TASK BRIEF: Look for the word "middleware". Copy every line of the listing where it occurs.

EXERCISE MATERIALS:
------------------------------------

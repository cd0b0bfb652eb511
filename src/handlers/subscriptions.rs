use axum::extract::{Path, Query};
use axum::{Extension, Json};
use bigdecimal::BigDecimal;
use chrono::{DateTime, NaiveDate, Utc};
use serde::{Deserialize, Serialize};
use serde_json::{json, Value};
use sqlx::FromRow;

use crate::api::pagination::{page_params, pagination_meta};
use crate::database::manager::DatabaseManager;
use crate::database::sql::{fetch_all_as, fetch_count, fetch_optional_as, UpdateBuilder, WhereBuilder};
use crate::error::ApiError;
use crate::handlers::{parse_decimal, require_field};
use crate::middleware::auth::AuthUser;
use crate::middleware::response::{ApiResponse, ApiResult};

#[derive(Debug, Clone, Serialize, FromRow)]
pub struct Subscription {
    pub id: i64,
    pub company_id: i64,
    pub plan_name: String,
    pub status: String,
    pub seats: i32,
    pub price: BigDecimal,
    pub starts_on: NaiveDate,
    pub ends_on: Option<NaiveDate>,
    pub created_at: DateTime<Utc>,
    pub updated_at: DateTime<Utc>,
}

const COLUMNS: &str =
    "id, company_id, plan_name, status, seats, price, starts_on, ends_on, created_at, updated_at";

#[derive(Debug, Deserialize)]
pub struct ListQuery {
    pub page: Option<i64>,
    pub per_page: Option<i64>,
    pub status: Option<String>,
}

#[derive(Debug, Deserialize)]
pub struct CreateSubscription {
    pub plan_name: String,
    pub seats: i32,
    pub price: String,
    pub starts_on: NaiveDate,
    pub ends_on: Option<NaiveDate>,
}

#[derive(Debug, Deserialize)]
pub struct UpdateSubscription {
    pub plan_name: Option<String>,
    pub status: Option<String>,
    pub seats: Option<i32>,
    pub price: Option<String>,
    pub ends_on: Option<NaiveDate>,
}

/// GET /api/subscriptions
pub async fn list(
    Extension(user): Extension<AuthUser>,
    Query(query): Query<ListQuery>,
) -> ApiResult<Vec<Subscription>> {
    let pool = DatabaseManager::pool().await?;
    let p = page_params(query.page, query.per_page);

    let mut wb = WhereBuilder::new();
    wb.and("company_id = $?", json!(user.company_id));
    wb.and_raw("is_deleted = FALSE");
    if let Some(status) = query.status.as_deref().filter(|s| !s.is_empty()) {
        wb.and("status = $?", json!(status));
    }

    let count_sql = format!("SELECT COUNT(*) AS count FROM subscriptions {}", wb.clause());
    let total = fetch_count(&pool, &count_sql, wb.params()).await?;

    let sql = format!(
        "SELECT {} FROM subscriptions {} ORDER BY starts_on DESC, id DESC LIMIT {} OFFSET {}",
        COLUMNS,
        wb.clause(),
        p.limit(),
        p.offset()
    );
    let rows: Vec<Subscription> = fetch_all_as(&pool, &sql, wb.params()).await?;

    Ok(ApiResponse::paginated(rows, pagination_meta(&p, total)))
}

/// GET /api/subscriptions/:id
pub async fn get(
    Extension(user): Extension<AuthUser>,
    Path(id): Path<i64>,
) -> ApiResult<Subscription> {
    let pool = DatabaseManager::pool().await?;
    let sql = format!(
        "SELECT {} FROM subscriptions WHERE id = $1 AND company_id = $2 AND is_deleted = FALSE",
        COLUMNS
    );
    let subscription = sqlx::query_as::<_, Subscription>(&sql)
        .bind(id)
        .bind(user.company_id)
        .fetch_optional(&pool)
        .await?
        .ok_or_else(|| ApiError::not_found("Subscription not found"))?;
    Ok(ApiResponse::success(subscription))
}

/// POST /api/subscriptions
pub async fn create(
    Extension(user): Extension<AuthUser>,
    Json(payload): Json<CreateSubscription>,
) -> ApiResult<Subscription> {
    let plan_name = require_field("plan_name", &payload.plan_name)?;
    let price = parse_decimal("price", &payload.price)?;
    if payload.seats <= 0 {
        return Err(ApiError::field_error("seats", "Must be positive"));
    }
    if price < BigDecimal::from(0) {
        return Err(ApiError::field_error("price", "Must be non-negative"));
    }
    if let Some(ends_on) = payload.ends_on {
        if ends_on < payload.starts_on {
            return Err(ApiError::field_error("ends_on", "Cannot be before starts_on"));
        }
    }

    let pool = DatabaseManager::pool().await?;
    let sql = format!(
        r#"
        INSERT INTO subscriptions (company_id, plan_name, seats, price, starts_on, ends_on)
        VALUES ($1, $2, $3, $4, $5, $6)
        RETURNING {}
        "#,
        COLUMNS
    );
    let subscription = sqlx::query_as::<_, Subscription>(&sql)
        .bind(user.company_id)
        .bind(&plan_name)
        .bind(payload.seats)
        .bind(&price)
        .bind(payload.starts_on)
        .bind(payload.ends_on)
        .fetch_one(&pool)
        .await?;

    Ok(ApiResponse::created(subscription))
}

/// PATCH /api/subscriptions/:id
pub async fn update(
    Extension(user): Extension<AuthUser>,
    Path(id): Path<i64>,
    Json(payload): Json<UpdateSubscription>,
) -> ApiResult<Subscription> {
    let mut ub = UpdateBuilder::new();
    if let Some(plan_name) = payload.plan_name {
        ub.set("plan_name", json!(require_field("plan_name", &plan_name)?));
    }
    if let Some(status) = payload.status {
        ub.set("status", json!(require_field("status", &status)?));
    }
    if let Some(seats) = payload.seats {
        if seats <= 0 {
            return Err(ApiError::field_error("seats", "Must be positive"));
        }
        ub.set("seats", json!(seats));
    }
    if let Some(price) = payload.price {
        let price = parse_decimal("price", &price)?;
        ub.set_with("\"price\" = $?::numeric", json!(price.to_string()));
    }
    if let Some(ends_on) = payload.ends_on {
        ub.set_with("\"ends_on\" = $?::date", json!(ends_on.to_string()));
    }
    if ub.is_empty() {
        return Err(ApiError::bad_request("No fields to update"));
    }

    let pool = DatabaseManager::pool().await?;
    let id_ph = ub.param(json!(id));
    let company_ph = ub.param(json!(user.company_id));
    let sql = format!(
        "UPDATE subscriptions SET {} WHERE id = {} AND company_id = {} AND is_deleted = FALSE RETURNING {}",
        ub.set_clause(),
        id_ph,
        company_ph,
        COLUMNS
    );
    let subscription: Subscription = fetch_optional_as(&pool, &sql, ub.params())
        .await?
        .ok_or_else(|| ApiError::not_found("Subscription not found"))?;
    Ok(ApiResponse::success(subscription))
}

/// DELETE /api/subscriptions/:id - soft delete
pub async fn delete(
    Extension(user): Extension<AuthUser>,
    Path(id): Path<i64>,
) -> ApiResult<Value> {
    let pool = DatabaseManager::pool().await?;
    let result = sqlx::query(
        "UPDATE subscriptions SET is_deleted = TRUE WHERE id = $1 AND company_id = $2 AND is_deleted = FALSE",
    )
    .bind(id)
    .bind(user.company_id)
    .execute(&pool)
    .await?;

    if result.rows_affected() == 0 {
        return Err(ApiError::not_found("Subscription not found"));
    }
    Ok(ApiResponse::message("Subscription deleted"))
}
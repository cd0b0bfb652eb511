use anyhow::Context;
use clap::Subcommand;
use serde_json::Value;

use crate::cli::OutputFormat;

#[derive(Subcommand)]
pub enum ServerCommands {
    #[command(about = "Check server health from the /health endpoint")]
    Ping {
        #[arg(long, help = "Server base URL", default_value = "http://127.0.0.1:3000")]
        url: String,
    },

    #[command(about = "Show server information from the API root endpoint")]
    Info {
        #[arg(long, help = "Server base URL", default_value = "http://127.0.0.1:3000")]
        url: String,
    },
}

pub async fn handle(cmd: ServerCommands, output_format: OutputFormat) -> anyhow::Result<()> {
    match cmd {
        ServerCommands::Ping { url } => {
            let endpoint = format!("{}/health", url.trim_end_matches('/'));
            let response = reqwest::get(&endpoint)
                .await
                .with_context(|| format!("failed to reach {}", endpoint))?;
            let status = response.status();
            let body: Value = response.json().await.context("invalid health response")?;

            match output_format {
                OutputFormat::Json => println!("{}", serde_json::to_string_pretty(&body)?),
                OutputFormat::Text => {
                    let db = body["data"]["database"].as_str().unwrap_or("unknown");
                    println!("{} ({}): database {}", endpoint, status, db);
                }
            }
            if !status.is_success() {
                anyhow::bail!("server reported unhealthy status: {}", status);
            }
            Ok(())
        }
        ServerCommands::Info { url } => {
            let endpoint = format!("{}/", url.trim_end_matches('/'));
            let response = reqwest::get(&endpoint)
                .await
                .with_context(|| format!("failed to reach {}", endpoint))?;
            let body: Value = response.json().await.context("invalid info response")?;

            match output_format {
                OutputFormat::Json => println!("{}", serde_json::to_string_pretty(&body)?),
                OutputFormat::Text => {
                    let name = body["data"]["name"].as_str().unwrap_or("unknown");
                    let version = body["data"]["version"].as_str().unwrap_or("unknown");
                    println!("{} v{}", name, version);
                }
            }
            Ok(())
        }
    }
}
pub mod manager;
pub mod sql;

pub use manager::{DatabaseError, DatabaseManager};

------------------------------------

ANSWER:
use crate::middleware::auth::AuthUser;
use crate::middleware::response::{ApiResponse, ApiResult};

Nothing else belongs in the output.